Kay Luo, director of corporate communications for LinkedIn, just came to our offices for an in-house tutorial. It was geared toward journalists, but I thought many of the tips were helpful to anyone with or looking for a job.
1. Get to know the “advanced search” function.
This is a great and probably underused tool. The page allows you to narrow a search with industry categories and titles, but the most handy search weapon is the keyword search. Say you’re looking for a new job in your industry and you want to find out about corporate culture at Apple. Type in “‘IT consultant’ and Apple” (you can use quote marks to search for a phrase and the connectors “and” and “or”), and you’ll get two categories of people who define themselves as such: those in your network of connections, and those in the wider LinkedIn universe.
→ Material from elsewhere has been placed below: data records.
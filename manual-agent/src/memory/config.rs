//! Invoke config: thread_id, checkpoint_id, checkpoint_ns.
//!
//! Used by `CompiledStateGraph::invoke` and every `Checkpointer` method.

/// Config for a single invoke. Identifies the session and optional checkpoint.
///
/// When using a checkpointer, invoke must provide at least `thread_id`; without it the
/// graph runs but nothing is saved.
#[derive(Debug, Clone, Default, PartialEq, Eq)]
pub struct RunnableConfig {
    /// Session id. Required when using a checkpointer.
    pub thread_id: Option<String>,
    /// If set, load this checkpoint instead of the latest.
    pub checkpoint_id: Option<String>,
    /// Optional namespace for checkpoints. Default is empty.
    pub checkpoint_ns: String,
}

impl RunnableConfig {
    /// Config for the latest checkpoint of `thread_id` in the default namespace.
    pub fn for_thread(thread_id: impl Into<String>) -> Self {
        Self {
            thread_id: Some(thread_id.into()),
            ..Default::default()
        }
    }
}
2. Scale the six degrees of separation.
Whenever you view someone’s profile, LinkedIn shows you in a handy chart on the right the degrees of separation between you and the person profiled. I, for one, respond more friendly-like to friends of friends, so if I’m going to say whazzup to Steve Jobs, I know it would help if I had an intro from his nephew, who went to school with my next-door neighbor. (That didn’t happen, btw. But you get my drift.)
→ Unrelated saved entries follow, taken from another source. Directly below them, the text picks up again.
//! Turn runner: builds the router graph once and runs one user message per `invoke`.
//!
//! Used by manual-agent-cli and the integration tests. Interacts with
//! [`StateGraph`](crate::graph::StateGraph), [`PreFilterNode`](super::PreFilterNode),
//! [`ReasonNode`](super::ReasonNode), [`ApprovalNode`](super::ApprovalNode),
//! [`ToolsNode`](super::ToolsNode), [`UsageNode`](super::UsageNode) and
//! [`build_initial_state`].

use std::sync::Arc;

use tracing::debug;

use crate::error::AgentError;
use crate::graph::{
    CompilationError, CompiledStateGraph, LoggingNodeMiddleware, StateGraph,
    DEFAULT_RECURSION_LIMIT, END, START,
};
use crate::llm::LlmClient;
use crate::memory::{CheckpointError, Checkpointer, RunnableConfig};
use crate::state::{TurnState, UsageCounters, DEFAULT_CONTEXT_LIMIT, DEFAULT_WARNING_THRESHOLD};
use crate::tool_source::ToolSource;

use super::{
    system_prompt, ApprovalNode, HandleToolErrors, PreFilterNode, ReasonNode, ToolApprover,
    ToolsNode, UsageNode, DEFAULT_DOMAIN, DEFAULT_MAX_TOOL_ROUNDS, NODE_APPROVAL, NODE_PREFILTER,
    NODE_REASON, NODE_TOOLS, NODE_USAGE,
};

/// Builds the state for one turn: the latest checkpoint for the thread (when a checkpointer
/// and a config with thread_id are present) or a fresh session with `system_prompt` and
/// `counters`. The user message is appended and per-turn fields are reset.
///
/// # Errors
///
/// Returns `CheckpointError` if loading from checkpoint fails.
pub async fn build_initial_state(
    user_message: &str,
    checkpointer: Option<&dyn Checkpointer<TurnState>>,
    runnable_config: Option<&RunnableConfig>,
    system_prompt: &str,
    counters: UsageCounters,
) -> Result<TurnState, CheckpointError> {
    let mut state = match (checkpointer, runnable_config) {
        (Some(cp), Some(config)) if config.thread_id.is_some() => {
            match cp.get_tuple(config).await? {
                Some((checkpoint, _)) => checkpoint.channel_values,
                None => TurnState::new(system_prompt, counters),
            }
        }
        _ => TurnState::new(system_prompt, counters),
    };
    state.begin_turn(user_message);
    Ok(state)
}

/// Error type for TurnRunner operations.
#[derive(Debug, thiserror::Error)]
pub enum RunError {
    #[error("compilation failed: {0}")]
    Compilation(#[from] CompilationError),
    #[error("checkpoint error: {0}")]
    Checkpoint(#[from] CheckpointError),
    #[error("execution failed: {0}")]
    Execution(#[from] AgentError),
}

/// Router settings that do not come with a collaborator.
#[derive(Clone, Debug)]
pub struct TurnOptions {
    /// Product named in the persona and canned replies.
    pub domain: String,
    /// Overrides the persona built from `domain`.
    pub system_prompt: Option<String>,
    pub max_tool_rounds: u32,
    pub context_limit: u64,
    pub warning_threshold: f64,
    /// Lower bound on graph steps per turn; raised as needed so `max_tool_rounds` is reachable.
    pub recursion_limit: usize,
    /// Attach node enter/exit logging.
    pub verbose: bool,
    pub handle_tool_errors: HandleToolErrors,
}

impl Default for TurnOptions {
    fn default() -> Self {
        Self {
            domain: DEFAULT_DOMAIN.to_string(),
            system_prompt: None,
            max_tool_rounds: DEFAULT_MAX_TOOL_ROUNDS,
            context_limit: DEFAULT_CONTEXT_LIMIT,
            warning_threshold: DEFAULT_WARNING_THRESHOLD,
            recursion_limit: DEFAULT_RECURSION_LIMIT,
            verbose: false,
            handle_tool_errors: HandleToolErrors::Never,
        }
    }
}

impl TurnOptions {
    fn prompt(&self) -> String {
        self.system_prompt
            .clone()
            .unwrap_or_else(|| system_prompt(&self.domain))
    }

    fn counters(&self) -> UsageCounters {
        UsageCounters::new(self.context_limit, self.warning_threshold)
    }
}

/// Node steps of a turn that uses all `max_tool_rounds`: prefilter, reason and usage, plus
/// reason and tools (and approval when gated) per round. Hitting the tool-round cap takes
/// no more steps than this.
fn steps_needed(max_tool_rounds: u32, gated: bool) -> usize {
    let per_round = if gated { 3 } else { 2 };
    3 + per_round * max_tool_rounds as usize
}

/// Router runner: compiled graph plus persistence config.
///
/// # Example
///
/// ```ignore
/// let runner = TurnRunner::new(llm, tools, None, Some(checkpointer), Some(config), TurnOptions::default())?;
/// let state = runner.invoke("what is fuse 33 for?").await?;
/// println!("{}", state.final_reply().unwrap_or_default());
/// ```
pub struct TurnRunner {
    compiled: CompiledStateGraph<TurnState>,
    checkpointer: Option<Arc<dyn Checkpointer<TurnState>>>,
    runnable_config: Option<RunnableConfig>,
    options: TurnOptions,
}

impl TurnRunner {
    /// Builds and compiles the router graph. With an `approver`, tool requests pass through
    /// the approval gate before execution.
    pub fn new(
        llm: Box<dyn LlmClient>,
        tool_source: Box<dyn ToolSource>,
        approver: Option<Arc<dyn ToolApprover>>,
        checkpointer: Option<Arc<dyn Checkpointer<TurnState>>>,
        runnable_config: Option<RunnableConfig>,
        options: TurnOptions,
    ) -> Result<Self, CompilationError> {
        let prefilter = PreFilterNode::new(options.domain.clone());
        let reason = ReasonNode::new(llm).with_max_tool_rounds(options.max_tool_rounds);
        let tools = ToolsNode::new(tool_source)
            .with_handle_tool_errors(options.handle_tool_errors.clone());
        let usage = UsageNode::new(options.context_limit, options.warning_threshold);

        let after_reason = if approver.is_some() {
            NODE_APPROVAL
        } else {
            NODE_TOOLS
        };
        let recursion_limit = options.recursion_limit.max(steps_needed(
            options.max_tool_rounds,
            approver.is_some(),
        ));

        let mut graph = StateGraph::<TurnState>::new();
        graph
            .add_node(NODE_PREFILTER, Arc::new(prefilter))
            .add_node(NODE_REASON, Arc::new(reason))
            .add_node(NODE_TOOLS, Arc::new(tools))
            .add_node(NODE_USAGE, Arc::new(usage))
            .add_edge(START, NODE_PREFILTER)
            .add_conditional_edges(
                NODE_PREFILTER,
                |s: &TurnState| {
                    let to = if s.bypassed { END } else { NODE_REASON };
                    to.to_string()
                },
                [END, NODE_REASON],
            )
            .add_conditional_edges(
                NODE_REASON,
                move |s: &TurnState| {
                    let to = if s.pending_tool_calls().is_empty() {
                        NODE_USAGE
                    } else {
                        after_reason
                    };
                    to.to_string()
                },
                [after_reason, NODE_USAGE],
            )
            .add_edge(NODE_TOOLS, NODE_REASON)
            .add_edge(NODE_USAGE, END);

        if let Some(approver) = approver {
            graph
                .add_node(NODE_APPROVAL, Arc::new(ApprovalNode::new(approver)))
                .add_conditional_edges(
                    NODE_APPROVAL,
                    |s: &TurnState| {
                        let to = if s.pending_tool_calls().is_empty() {
                            NODE_REASON
                        } else {
                            NODE_TOOLS
                        };
                        to.to_string()
                    },
                    [NODE_TOOLS, NODE_REASON],
                );
        }

        debug!(recursion_limit, "router graph step limit");
        let mut graph = graph.with_recursion_limit(recursion_limit);
        if options.verbose {
            graph = graph.with_middleware(Arc::new(LoggingNodeMiddleware::<TurnState>::default()));
        }

        let compiled = match &checkpointer {
            Some(cp) => graph.compile_with_checkpointer(Arc::clone(cp))?,
            None => graph.compile()?,
        };

        Ok(Self {
            compiled,
            checkpointer,
            runnable_config,
            options,
        })
    }

    /// Runs one turn for `user_message` and returns the session state after it.
    ///
    /// On success the state is checkpointed (when configured); on failure nothing is saved.
    pub async fn invoke(&self, user_message: &str) -> Result<TurnState, RunError> {
        let state = build_initial_state(
            user_message,
            self.checkpointer.as_deref(),
            self.runnable_config.as_ref(),
            &self.options.prompt(),
            self.options.counters(),
        )
        .await?;
        debug!(history = state.messages.len(), "turn start");
        let final_state = self
            .compiled
            .invoke(state, self.runnable_config.clone())
            .await?;
        Ok(final_state)
    }

    /// Latest persisted state of the configured session, if any.
    pub async fn load_session(&self) -> Result<Option<TurnState>, RunError> {
        match (&self.checkpointer, &self.runnable_config) {
            (Some(cp), Some(config)) if config.thread_id.is_some() => Ok(cp
                .get_tuple(config)
                .await?
                .map(|(checkpoint, _)| checkpoint.channel_values)),
            _ => Ok(None),
        }
    }

    pub fn options(&self) -> &TurnOptions {
        &self.options
    }
}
3. Check out a person’s history.
You can learn a lot about someone on their profile page, if they let you (LinkedIn’s “accounts and settings” function lets you set privacy controls). For instance, a little dinky called the “one-click reference” at the top of the page tells you all the people on the network who worked with the person at the company. That’s hugely useful for journalists digging for sources, but also if you’re expanding your business contacts.
4. Seek some “answers.”
Members can ask questions of their network and/or the LinkedIn universe on the “answers” page. If you’re a freelance menu copywriter, you might want to know if someone asks, “Hey, anyone know any great freelance menu copywriters?” You can subscribe to the answers category that interests you on an RSS feed.
5. Raise your LinkedIn profile’s Google ranking.
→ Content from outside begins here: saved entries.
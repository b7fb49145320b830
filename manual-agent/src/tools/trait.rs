//! Single callable tool.

use async_trait::async_trait;
use serde_json::Value;

use crate::tool_source::{ToolCallContent, ToolSourceError, ToolSpec};

/// One tool: a name, the spec shown to the model and the call itself.
///
/// **Interaction**: Registered in `ToolRegistry`, which lists specs and dispatches
/// `call_tool` by name.
#[async_trait]
pub trait Tool: Send + Sync {
    fn name(&self) -> &str;

    fn spec(&self) -> ToolSpec;

    /// Runs the tool. Missing or malformed arguments are `InvalidInput`; failures of the
    /// backing service are `Transport`.
    async fn call(&self, args: Value) -> Result<ToolCallContent, ToolSourceError>;
}
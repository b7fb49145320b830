//! Transition returned by a node after it runs.

/// What the graph does after a node returns.
///
/// `Continue` follows the node's outgoing edge (fixed or conditional). `Node(id)` jumps
/// directly to another node. `End` stops the run.
#[derive(Clone, Debug, PartialEq, Eq)]
pub enum Next {
    Continue,
    Node(String),
    End,
}
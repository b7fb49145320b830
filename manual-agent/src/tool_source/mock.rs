//! Mock ToolSource for tests.
//!
//! Fixed tool list, per-tool canned results or failures, and a shared log of the calls it
//! received.

use std::collections::HashMap;
use std::sync::{Arc, Mutex};

use async_trait::async_trait;
use serde_json::{json, Value};

use super::{ToolCallContent, ToolSource, ToolSourceError, ToolSpec};

/// Mock tool source: fixed tool list and fixed call results.
///
/// `call_tool` on a name that is not listed returns `NotFound`, like the real registry.
/// Clones share the call log.
#[derive(Clone)]
pub struct MockToolSource {
    tools: Vec<ToolSpec>,
    results: HashMap<String, Result<String, ToolSourceError>>,
    default_result: String,
    calls: Arc<Mutex<Vec<(String, Value)>>>,
}

impl MockToolSource {
    /// Lists the given tools; every call returns `call_result` unless overridden per tool.
    pub fn new(tools: Vec<ToolSpec>, call_result: impl Into<String>) -> Self {
        Self {
            tools,
            results: HashMap::new(),
            default_result: call_result.into(),
            calls: Arc::new(Mutex::new(Vec::new())),
        }
    }

    /// The two assistant tools with canned answers.
    pub fn manual_and_web() -> Self {
        Self::new(
            vec![
                spec("search_manual", "Search the owner's manual.", "question"),
                spec("search_web", "Search the web.", "query"),
            ],
            "no results",
        )
    }

    /// Text returned when `name` is called.
    pub fn with_result(mut self, name: impl Into<String>, text: impl Into<String>) -> Self {
        self.results.insert(name.into(), Ok(text.into()));
        self
    }

    /// Error returned when `name` is called.
    pub fn with_error(mut self, name: impl Into<String>, error: ToolSourceError) -> Self {
        self.results.insert(name.into(), Err(error));
        self
    }

    /// Calls received so far, in order: (tool name, arguments).
    pub fn calls(&self) -> Vec<(String, Value)> {
        self.calls.lock().map(|c| c.clone()).unwrap_or_default()
    }
}

fn spec(name: &str, description: &str, arg: &str) -> ToolSpec {
    ToolSpec {
        name: name.to_string(),
        description: Some(description.to_string()),
        input_schema: json!({
            "type": "object",
            "properties": { arg: { "type": "string" } },
            "required": [arg]
        }),
    }
}

#[async_trait]
impl ToolSource for MockToolSource {
    async fn list_tools(&self) -> Result<Vec<ToolSpec>, ToolSourceError> {
        Ok(self.tools.clone())
    }

    async fn call_tool(&self, name: &str, arguments: Value) -> Result<ToolCallContent, ToolSourceError> {
        if let Ok(mut calls) = self.calls.lock() {
            calls.push((name.to_string(), arguments));
        }
        if !self.tools.iter().any(|t| t.name == name) {
            return Err(ToolSourceError::NotFound(name.to_string()));
        }
        match self.results.get(name) {
            Some(Ok(text)) => Ok(ToolCallContent { text: text.clone() }),
            Some(Err(e)) => Err(e.clone()),
            None => Ok(ToolCallContent {
                text: self.default_result.clone(),
            }),
        }
    }
}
Have a web site that touts all your professional accomplishments along with your reality-defying bust-waist-hip measurements? Goody for you. For those of you who don’t, you could use your LinkedIn profile as your professional home page. If you do, you’ll want it to show up high in the rankings if a potential employer Googles your name. Go to “edit my public profile” and claim your name–in other words, name your site after yourself. Without this step, your LinkedIn profile simply shows up as the URL, and tain’t no boss person Googling that. (Don’t forget to allow the public to see your profile by selecting “full view.”)
6. Fuse your e-mail network with LinkedIn’s.
Under “my contacts,” there’s a tool on the right that allows LinkedIn to search your Gmail or Yahoo accounts to see if anybody you’ve ever e-mailed is also a member. That’s an easy way to build up your network without tediously typing in everybody’s e-mail addy.